TASK TO CARRY OUT: The stretch from the line with "let config: Self" through the line with "read, otherwise the" in the records below: write it out exactly, and nothing else.

━━ DATA

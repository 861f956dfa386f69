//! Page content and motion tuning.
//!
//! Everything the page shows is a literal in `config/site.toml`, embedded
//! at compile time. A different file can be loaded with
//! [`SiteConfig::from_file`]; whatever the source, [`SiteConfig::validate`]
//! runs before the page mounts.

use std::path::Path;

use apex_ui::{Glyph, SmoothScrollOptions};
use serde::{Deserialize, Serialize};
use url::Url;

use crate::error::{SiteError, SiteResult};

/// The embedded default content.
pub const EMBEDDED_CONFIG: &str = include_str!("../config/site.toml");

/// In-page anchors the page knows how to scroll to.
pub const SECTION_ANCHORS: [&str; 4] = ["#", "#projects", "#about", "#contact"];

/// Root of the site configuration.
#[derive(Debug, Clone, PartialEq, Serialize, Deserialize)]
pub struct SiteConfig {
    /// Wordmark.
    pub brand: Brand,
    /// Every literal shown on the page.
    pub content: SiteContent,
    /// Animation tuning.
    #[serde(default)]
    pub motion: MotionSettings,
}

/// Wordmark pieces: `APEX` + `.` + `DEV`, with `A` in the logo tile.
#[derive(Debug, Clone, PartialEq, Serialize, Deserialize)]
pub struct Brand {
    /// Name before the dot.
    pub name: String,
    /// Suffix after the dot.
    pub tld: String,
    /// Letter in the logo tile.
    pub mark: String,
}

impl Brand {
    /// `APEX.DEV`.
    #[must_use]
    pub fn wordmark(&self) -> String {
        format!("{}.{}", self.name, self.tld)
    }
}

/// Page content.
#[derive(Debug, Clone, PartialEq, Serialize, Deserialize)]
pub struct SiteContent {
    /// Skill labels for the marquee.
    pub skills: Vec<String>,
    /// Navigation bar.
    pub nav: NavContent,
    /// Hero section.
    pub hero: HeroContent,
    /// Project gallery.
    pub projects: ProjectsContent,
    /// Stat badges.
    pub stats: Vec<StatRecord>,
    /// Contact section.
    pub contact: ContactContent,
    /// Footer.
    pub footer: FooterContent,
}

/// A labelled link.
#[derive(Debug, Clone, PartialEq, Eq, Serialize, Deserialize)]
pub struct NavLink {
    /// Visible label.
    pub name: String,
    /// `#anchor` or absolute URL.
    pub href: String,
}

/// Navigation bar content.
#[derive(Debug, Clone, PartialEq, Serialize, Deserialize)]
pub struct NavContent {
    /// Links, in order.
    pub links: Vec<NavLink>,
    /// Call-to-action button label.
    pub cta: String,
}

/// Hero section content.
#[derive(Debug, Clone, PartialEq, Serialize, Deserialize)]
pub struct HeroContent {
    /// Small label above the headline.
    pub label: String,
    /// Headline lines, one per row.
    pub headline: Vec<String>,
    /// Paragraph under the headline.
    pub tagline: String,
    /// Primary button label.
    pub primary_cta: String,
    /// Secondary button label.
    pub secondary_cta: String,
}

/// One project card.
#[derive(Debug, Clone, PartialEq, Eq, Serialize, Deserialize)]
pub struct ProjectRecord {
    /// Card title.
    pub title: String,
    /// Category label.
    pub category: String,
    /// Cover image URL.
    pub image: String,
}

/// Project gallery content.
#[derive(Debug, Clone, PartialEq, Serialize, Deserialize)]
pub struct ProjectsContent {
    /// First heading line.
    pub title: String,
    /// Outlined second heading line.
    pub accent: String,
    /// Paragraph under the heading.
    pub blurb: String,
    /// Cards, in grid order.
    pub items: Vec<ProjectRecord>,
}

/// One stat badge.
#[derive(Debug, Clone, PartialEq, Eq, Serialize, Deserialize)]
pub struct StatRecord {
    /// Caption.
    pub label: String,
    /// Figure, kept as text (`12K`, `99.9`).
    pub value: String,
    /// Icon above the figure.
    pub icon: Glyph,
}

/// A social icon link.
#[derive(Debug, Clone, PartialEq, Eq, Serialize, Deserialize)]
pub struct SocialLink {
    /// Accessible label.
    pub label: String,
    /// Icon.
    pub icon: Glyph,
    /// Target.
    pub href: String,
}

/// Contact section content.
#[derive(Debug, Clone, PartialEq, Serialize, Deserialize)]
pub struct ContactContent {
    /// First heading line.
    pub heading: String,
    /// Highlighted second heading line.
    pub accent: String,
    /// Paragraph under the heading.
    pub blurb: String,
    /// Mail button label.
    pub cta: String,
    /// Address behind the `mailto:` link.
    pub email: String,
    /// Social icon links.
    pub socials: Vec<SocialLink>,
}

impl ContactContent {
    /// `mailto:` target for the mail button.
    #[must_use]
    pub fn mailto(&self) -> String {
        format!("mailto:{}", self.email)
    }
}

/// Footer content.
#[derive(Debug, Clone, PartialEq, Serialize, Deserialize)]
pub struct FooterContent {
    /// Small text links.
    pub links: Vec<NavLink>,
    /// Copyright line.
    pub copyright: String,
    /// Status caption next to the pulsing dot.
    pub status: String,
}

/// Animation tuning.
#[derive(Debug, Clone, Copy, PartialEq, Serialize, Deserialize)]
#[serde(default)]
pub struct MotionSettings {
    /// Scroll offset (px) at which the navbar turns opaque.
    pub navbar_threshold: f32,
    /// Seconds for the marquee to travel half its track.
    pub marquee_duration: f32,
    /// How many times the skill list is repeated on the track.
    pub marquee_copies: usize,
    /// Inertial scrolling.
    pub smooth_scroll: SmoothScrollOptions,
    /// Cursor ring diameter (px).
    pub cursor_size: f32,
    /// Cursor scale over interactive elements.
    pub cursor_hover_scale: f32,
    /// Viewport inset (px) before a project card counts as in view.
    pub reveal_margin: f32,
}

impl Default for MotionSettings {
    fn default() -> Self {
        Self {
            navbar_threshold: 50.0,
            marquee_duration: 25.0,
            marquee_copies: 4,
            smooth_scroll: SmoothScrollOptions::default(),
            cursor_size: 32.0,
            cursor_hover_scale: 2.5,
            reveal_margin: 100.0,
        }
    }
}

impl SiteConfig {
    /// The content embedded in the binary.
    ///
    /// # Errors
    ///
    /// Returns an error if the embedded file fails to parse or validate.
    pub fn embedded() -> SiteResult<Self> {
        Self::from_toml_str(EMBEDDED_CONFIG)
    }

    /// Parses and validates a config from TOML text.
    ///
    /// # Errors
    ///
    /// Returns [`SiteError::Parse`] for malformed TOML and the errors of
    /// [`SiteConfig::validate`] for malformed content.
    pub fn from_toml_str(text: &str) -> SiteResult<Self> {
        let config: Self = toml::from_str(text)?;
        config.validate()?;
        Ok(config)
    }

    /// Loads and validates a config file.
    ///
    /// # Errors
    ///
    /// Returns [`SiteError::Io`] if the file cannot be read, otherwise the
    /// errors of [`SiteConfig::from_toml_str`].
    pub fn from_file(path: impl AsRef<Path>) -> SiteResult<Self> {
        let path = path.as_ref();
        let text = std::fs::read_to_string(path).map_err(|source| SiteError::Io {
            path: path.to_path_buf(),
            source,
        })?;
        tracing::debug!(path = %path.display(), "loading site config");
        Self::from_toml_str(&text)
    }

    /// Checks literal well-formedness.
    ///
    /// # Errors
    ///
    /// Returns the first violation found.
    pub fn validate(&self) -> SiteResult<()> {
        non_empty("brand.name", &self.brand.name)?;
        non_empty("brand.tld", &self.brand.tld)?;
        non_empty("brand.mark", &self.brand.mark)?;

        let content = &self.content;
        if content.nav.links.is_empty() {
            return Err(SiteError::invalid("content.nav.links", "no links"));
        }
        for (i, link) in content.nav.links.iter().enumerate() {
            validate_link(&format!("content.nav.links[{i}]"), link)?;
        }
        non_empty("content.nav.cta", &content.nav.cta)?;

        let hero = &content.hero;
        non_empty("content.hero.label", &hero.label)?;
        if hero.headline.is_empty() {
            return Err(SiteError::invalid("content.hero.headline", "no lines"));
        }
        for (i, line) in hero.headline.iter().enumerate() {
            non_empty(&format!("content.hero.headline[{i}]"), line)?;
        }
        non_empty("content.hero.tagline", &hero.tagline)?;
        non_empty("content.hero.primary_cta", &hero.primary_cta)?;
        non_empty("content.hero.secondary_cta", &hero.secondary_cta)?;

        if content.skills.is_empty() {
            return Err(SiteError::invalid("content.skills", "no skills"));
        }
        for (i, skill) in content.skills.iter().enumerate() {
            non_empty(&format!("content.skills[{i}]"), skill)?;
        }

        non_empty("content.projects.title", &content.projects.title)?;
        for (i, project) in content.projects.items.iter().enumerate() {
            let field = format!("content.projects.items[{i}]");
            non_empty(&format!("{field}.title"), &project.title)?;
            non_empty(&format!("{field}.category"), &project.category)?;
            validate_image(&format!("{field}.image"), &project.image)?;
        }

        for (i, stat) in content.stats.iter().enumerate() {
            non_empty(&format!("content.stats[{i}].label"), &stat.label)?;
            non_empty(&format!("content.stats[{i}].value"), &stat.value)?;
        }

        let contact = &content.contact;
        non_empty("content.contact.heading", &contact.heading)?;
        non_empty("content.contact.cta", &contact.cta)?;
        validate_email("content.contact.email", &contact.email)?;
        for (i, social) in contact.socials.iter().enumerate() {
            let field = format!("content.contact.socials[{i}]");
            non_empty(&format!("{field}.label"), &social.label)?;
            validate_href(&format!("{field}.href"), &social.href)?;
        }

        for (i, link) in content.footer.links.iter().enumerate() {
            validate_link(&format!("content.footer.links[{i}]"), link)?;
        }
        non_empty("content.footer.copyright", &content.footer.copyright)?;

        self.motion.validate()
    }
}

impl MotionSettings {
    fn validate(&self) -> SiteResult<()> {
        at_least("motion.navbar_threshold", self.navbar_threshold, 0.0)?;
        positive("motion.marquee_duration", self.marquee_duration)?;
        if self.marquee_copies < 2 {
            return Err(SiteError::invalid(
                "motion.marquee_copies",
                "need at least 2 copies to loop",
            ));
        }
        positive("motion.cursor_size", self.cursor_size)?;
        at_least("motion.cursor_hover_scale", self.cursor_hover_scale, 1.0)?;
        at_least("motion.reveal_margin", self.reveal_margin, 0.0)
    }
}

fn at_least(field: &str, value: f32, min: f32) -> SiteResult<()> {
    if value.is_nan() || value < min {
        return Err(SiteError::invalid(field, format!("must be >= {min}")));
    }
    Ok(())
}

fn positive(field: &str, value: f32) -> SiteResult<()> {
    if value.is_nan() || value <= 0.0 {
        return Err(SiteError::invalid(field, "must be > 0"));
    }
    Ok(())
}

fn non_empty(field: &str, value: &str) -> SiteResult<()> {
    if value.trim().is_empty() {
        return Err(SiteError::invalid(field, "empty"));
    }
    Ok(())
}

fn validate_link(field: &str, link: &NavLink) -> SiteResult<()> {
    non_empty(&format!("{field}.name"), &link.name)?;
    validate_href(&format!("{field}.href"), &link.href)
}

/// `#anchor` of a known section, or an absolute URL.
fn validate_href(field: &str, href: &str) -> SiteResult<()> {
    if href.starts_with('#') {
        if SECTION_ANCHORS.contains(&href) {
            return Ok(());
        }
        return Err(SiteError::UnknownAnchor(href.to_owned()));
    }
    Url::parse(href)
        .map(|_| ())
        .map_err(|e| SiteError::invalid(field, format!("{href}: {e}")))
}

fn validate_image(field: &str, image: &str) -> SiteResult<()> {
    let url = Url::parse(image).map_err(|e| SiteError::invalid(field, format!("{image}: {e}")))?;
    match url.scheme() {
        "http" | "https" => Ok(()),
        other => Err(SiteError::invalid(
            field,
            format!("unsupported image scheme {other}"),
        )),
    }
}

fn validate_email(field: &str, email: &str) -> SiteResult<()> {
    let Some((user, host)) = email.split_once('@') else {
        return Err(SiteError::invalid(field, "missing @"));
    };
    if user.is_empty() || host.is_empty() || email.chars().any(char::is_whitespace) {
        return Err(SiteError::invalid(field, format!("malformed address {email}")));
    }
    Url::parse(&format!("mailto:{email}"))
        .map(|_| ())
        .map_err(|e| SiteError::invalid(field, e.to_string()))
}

━━━━

ANSWER SPACE:
        let config: Self = toml::from_str(text)?;
        config.validate()?;
        Ok(config)
    }

    /// Loads and validates a config file.
    ///
    /// # Errors
    ///
    /// Returns [`SiteError::Io`] if the file cannot be read, otherwise the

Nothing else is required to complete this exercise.